Your Face Sounds Familiar is a Greek reality show airing on ANT1. The second season premiered on March 9, 2014 and at the end of every live, the winner of the night will donate the money from the audience's voting (via phone) to a charity of their choice. In Cyprus, the money were given to "Mana" (Mother) organization every week.

Cast

Host and Judges 
The host of the show was once again Maria Bekatorou. Bessy Malfa, Katerina Gagaki and Alexandros Rigas returned as judges for the season while Gerasimos Gennatas was replaced by Takis Zaharatos.

Contestants 
Ten contestants in total competed in the second season; five women and five men. Apostolia Zoi had accepted to participate on the second series of the show, but she cancelled her participation due to personal reasons. Zoi revealed this in an interview with "Ego Weekly" Magazine, during her participation on the third series of the show.

Performances

Week 1 
The premiere aired on March 9, 2014 and winner of the first live was Lefteris Eleftheriou with 24 points. Eleftheriou chose to give the money from the audience voting to the needy children of the municipality of Naxos and small Cyclades.

Week 2 

The second episode aired on March 16, 2014 and the winner was Giannis Savvidakis with 23 points. Savvidakis chose to give the money from the audience voting to the orphanage "Melissa" of Thessaloniki.

Week 3 
The third episode aired on March 23, 2014 and the winner was Pantelis Karanakis with 22 points! And also got 22 points is Giannis Savvidakis!: Karanakis chose to give the money from the audience voting to the needy children of the municipality of Naxos and small Cyclades.

Week 4 
The fourth episode aired on March 30, 2014 and the winner was Giannis Savvidakis with 22 points. Savvidakis chose to give the money from the audience voting to the foundation "Grammi Gia To Paidi".

Week 5 
The fifth episode aired on April 6, 2014 and the winner was Betty Maggira with 22 points. Maggira chose to give the money from the audience voting to "Elpida" foundation, a foundation for kids who suffer from cancer.

Week 6 
The sixth episode aired on April 13, 2014 and the winner was Costas Doxas with 22 points. Doxas chose to give the money from the audience voting to "Chatzikiriakio foundation" of Piraeus.

Week 7 
The seventh episode aired on April 27, 2014 and the winner was Aris Plaskasovitis with 23 points. Plaskasovitis chose to give the money from the audience voting to "Eliza foundation" of Thessaloniki.

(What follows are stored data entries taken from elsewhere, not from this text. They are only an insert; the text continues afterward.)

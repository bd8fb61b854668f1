use async_trait::async_trait;
use reqwest::Client;
use serde::{Deserialize, Serialize};
use tracing::debug;

use super::{decode, ensure_complete, ensure_ok, TranslationProvider};
use crate::batch::ChunkLimits;
use crate::error::{Result, TranspassError};
use crate::settings::Service;

pub const LIMITS: ChunkLimits = ChunkLimits {
    max_items: 100,
    max_characters: 5_000,
};

#[derive(Debug, Serialize)]
struct GoogleRequest<'a> {
    q: &'a [&'a str],
    target: &'a str,
}

#[derive(Debug, Deserialize)]
struct GoogleResponse {
    data: GoogleData,
}

#[derive(Debug, Deserialize)]
struct GoogleData {
    translations: Vec<GoogleTranslation>,
}

#[derive(Debug, Deserialize)]
#[serde(rename_all = "camelCase")]
struct GoogleTranslation {
    translated_text: String,
}

/// Google Cloud Translation v2
pub struct GoogleProvider {
    client: Client,
    url: String,
    api_key: String,
}

impl GoogleProvider {
    pub fn new(client: Client, endpoint: &str, api_key: &str) -> Self {
        Self {
            client,
            url: format!("{}/language/translate/v2", endpoint),
            api_key: api_key.to_string(),
        }
    }
}

#[async_trait]
impl TranslationProvider for GoogleProvider {
    fn limits(&self) -> ChunkLimits {
        LIMITS
    }

    async fn translate_chunk(&self, target: &str, inputs: &[&str]) -> Result<Vec<String>> {
        debug!("Sending {} strings to Google ({})", inputs.len(), target);
        let response = self
            .client
            .post(&self.url)
            .query(&[("key", self.api_key.as_str())])
            .json(&GoogleRequest { q: inputs, target })
            .send()
            .await
            .map_err(|e| TranspassError::Provider(format!("google request failed: {}", e)))?;

        let body: GoogleResponse = ensure_ok(Service::Google, response)
            .await?
            .json()
            .await
            .map_err(|e| TranspassError::Provider(format!("google response malformed: {}", e)))?;

        let outputs = body
            .data
            .translations
            .into_iter()
            .map(|t| decode(&t.translated_text))
            .collect();

        ensure_complete(Service::Google, inputs.len(), outputs)
    }
}

#[cfg(test)]
mod tests {
    use super::*;

    #[test]
    fn test_request_body_shape() {
        let inputs = ["Hello", "World"];
        let body = GoogleRequest { q: &inputs, target: "de" };
        assert_eq!(
            serde_json::to_value(&body).unwrap(),
            serde_json::json!({"q": ["Hello", "World"], "target": "de"})
        );
    }

    #[test]
    fn test_response_shape() {
        let json = r#"{"data":{"translations":[
            {"translatedText":"Hallo &amp; Welt","detectedSourceLanguage":"en"}]}}"#;
        let body: GoogleResponse = serde_json::from_str(json).unwrap();
        assert_eq!(decode(&body.data.translations[0].translated_text), "Hallo & Welt");
    }
}
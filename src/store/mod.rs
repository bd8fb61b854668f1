// Durable settings storage
//
// The engine keeps all of its durable state in a flat key/value store of
// JSON values, mirroring a browser extension's local storage area:
// - Memory: in-process map, for embedding and tests
// - File: a single JSON object on disk, rewritten atomically on every write
//
// Every write is published on a broadcast feed so that an engine can pick up
// changes made by another writer (for example the CLI importing settings).

pub mod file;
pub mod memory;

use async_trait::async_trait;
use serde::de::DeserializeOwned;
use serde::Serialize;
use serde_json::Value;
use tokio::sync::broadcast;

pub use file::FileStore;
pub use memory::MemoryStore;

use crate::error::Result;

/// Capacity of the change feed before slow subscribers start lagging
pub(crate) const CHANGE_FEED_CAPACITY: usize = 64;

/// A single key written to or removed from the store
#[derive(Debug, Clone, PartialEq)]
pub struct StoreChange {
    pub key: String,
    /// New value, or `None` when the key was removed
    pub new_value: Option<Value>,
}

/// Main trait for durable key/value settings storage
#[async_trait]
pub trait SettingsStore: Send + Sync {
    /// Read a single key
    async fn get(&self, key: &str) -> Result<Option<Value>>;

    /// Write several keys as one durable operation
    async fn set_many(&self, entries: Vec<(String, Value)>) -> Result<()>;

    /// Remove keys; missing keys are ignored
    async fn remove(&self, keys: &[String]) -> Result<()>;

    /// List every key currently stored
    async fn keys(&self) -> Result<Vec<String>>;

    /// Subscribe to the change feed
    fn subscribe(&self) -> broadcast::Receiver<StoreChange>;

    /// Write a single key
    async fn set(&self, key: &str, value: Value) -> Result<()> {
        self.set_many(vec![(key.to_string(), value)]).await
    }
}

/// Read a key and deserialize it into `T`
pub async fn get_as<T: DeserializeOwned>(store: &dyn SettingsStore, key: &str) -> Result<Option<T>> {
    match store.get(key).await? {
        Some(value) => Ok(Some(serde_json::from_value(value)?)),
        None => Ok(None),
    }
}

/// Serialize `value` and write it under `key`
pub async fn set_as<T: Serialize + ?Sized>(store: &dyn SettingsStore, key: &str, value: &T) -> Result<()> {
    store.set(key, serde_json::to_value(value)?).await
}

pub(crate) fn publish(sender: &broadcast::Sender<StoreChange>, changes: Vec<StoreChange>) {
    for change in changes {
        // No subscribers is not an error
        let _ = sender.send(change);
    }
}
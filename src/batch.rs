//! Request batching: deduplication of repeated inputs and provider-sized chunking.

use std::collections::HashMap;

/// Callback that writes a translated string back to wherever its input came from
pub type ApplyFn<'a> = Box<dyn FnMut(&str) + 'a>;

/// An input string paired with the callback that receives its translation
pub struct PendingItem<'a> {
    pub input: String,
    apply: ApplyFn<'a>,
}

impl<'a> PendingItem<'a> {
    pub fn new(input: impl Into<String>, apply: impl FnMut(&str) + 'a) -> Self {
        Self {
            input: input.into(),
            apply: Box::new(apply),
        }
    }

    pub fn apply(&mut self, output: &str) {
        (self.apply)(output)
    }
}

/// Collapse items with identical inputs into one canonical item per input
///
/// The canonical item keeps the position of the first occurrence and its
/// callback fans the output out to every grouped item's original callback.
pub fn deduplicate(items: Vec<PendingItem<'_>>) -> Vec<PendingItem<'_>> {
    let mut positions: HashMap<String, usize> = HashMap::new();
    let mut groups: Vec<(String, Vec<ApplyFn<'_>>)> = Vec::new();

    for item in items {
        match positions.get(&item.input) {
            Some(&position) => groups[position].1.push(item.apply),
            None => {
                positions.insert(item.input.clone(), groups.len());
                groups.push((item.input, vec![item.apply]));
            }
        }
    }

    groups
        .into_iter()
        .map(|(input, mut applies)| {
            if applies.len() == 1 {
                if let Some(apply) = applies.pop() {
                    return PendingItem { input, apply };
                }
            }
            PendingItem::new(input, move |output: &str| {
                for apply in applies.iter_mut() {
                    apply(output);
                }
            })
        })
        .collect()
}

/// Invoke each item's callback with the output at the same position
pub fn apply_outputs(items: &mut [PendingItem<'_>], outputs: &[String]) {
    for (item, output) in items.iter_mut().zip(outputs) {
        item.apply(output);
    }
}

/// Per-request size limits of one provider
#[derive(Debug, Clone, Copy, PartialEq, Eq)]
pub struct ChunkLimits {
    pub max_items: usize,
    pub max_characters: usize,
}

/// A cache miss remembered with its position in the request
#[derive(Debug, Clone, PartialEq, Eq)]
pub struct Miss {
    pub index: usize,
    pub input: String,
}

impl AsRef<str> for Miss {
    fn as_ref(&self) -> &str {
        &self.input
    }
}

#[derive(Debug, Clone, PartialEq, Eq)]
pub struct Chunk<T> {
    pub items: Vec<T>,
    pub characters: usize,
}

impl<T> Chunk<T> {
    fn empty() -> Self {
        Self { items: Vec::new(), characters: 0 }
    }
}

/// Characters billed for a string, counted in UTF-16 code units as the vendors do
pub fn character_count(text: &str) -> usize {
    text.encode_utf16().count()
}

/// Greedily pack items, in order, into chunks that respect `limits`
///
/// A new chunk starts when the current one already holds `max_items` items or
/// when adding the next item would bring its characters to `max_characters` or
/// beyond. An item too large for any chunk still gets a chunk of its own.
pub fn chunk<T: AsRef<str>>(items: impl IntoIterator<Item = T>, limits: ChunkLimits) -> Vec<Chunk<T>> {
    let mut chunks = Vec::new();
    let mut current = Chunk::empty();

    for item in items {
        let characters = character_count(item.as_ref());
        let full = current.items.len() >= limits.max_items
            || current.characters + characters >= limits.max_characters;
        if full && !current.items.is_empty() {
            chunks.push(std::mem::replace(&mut current, Chunk::empty()));
        }
        current.characters += characters;
        current.items.push(item);
    }

    if !current.items.is_empty() {
        chunks.push(current);
    }
    chunks
}

pub fn total_characters<T>(chunks: &[Chunk<T>]) -> usize {
    chunks.iter().map(|chunk| chunk.characters).sum()
}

After the judges and contestants' scores, Sophia K. and Giannis were tied. Gagaki, who was the president of the judges for the week, chose to give the final 10 points to Giannis and the 9 points to Sophia K. After the combined final scores, two contestants had 21 points. The one who got the highest score from the audience got the highest final place out of the two.

Week 8: Eurovision night 
The eighth episode aired on May 4, 2014 and the winner was Eleftheria Eleftheriou with 23 points. Eleftheriou chose to give the money from the audience voting to "Red Cross" of Cyprus.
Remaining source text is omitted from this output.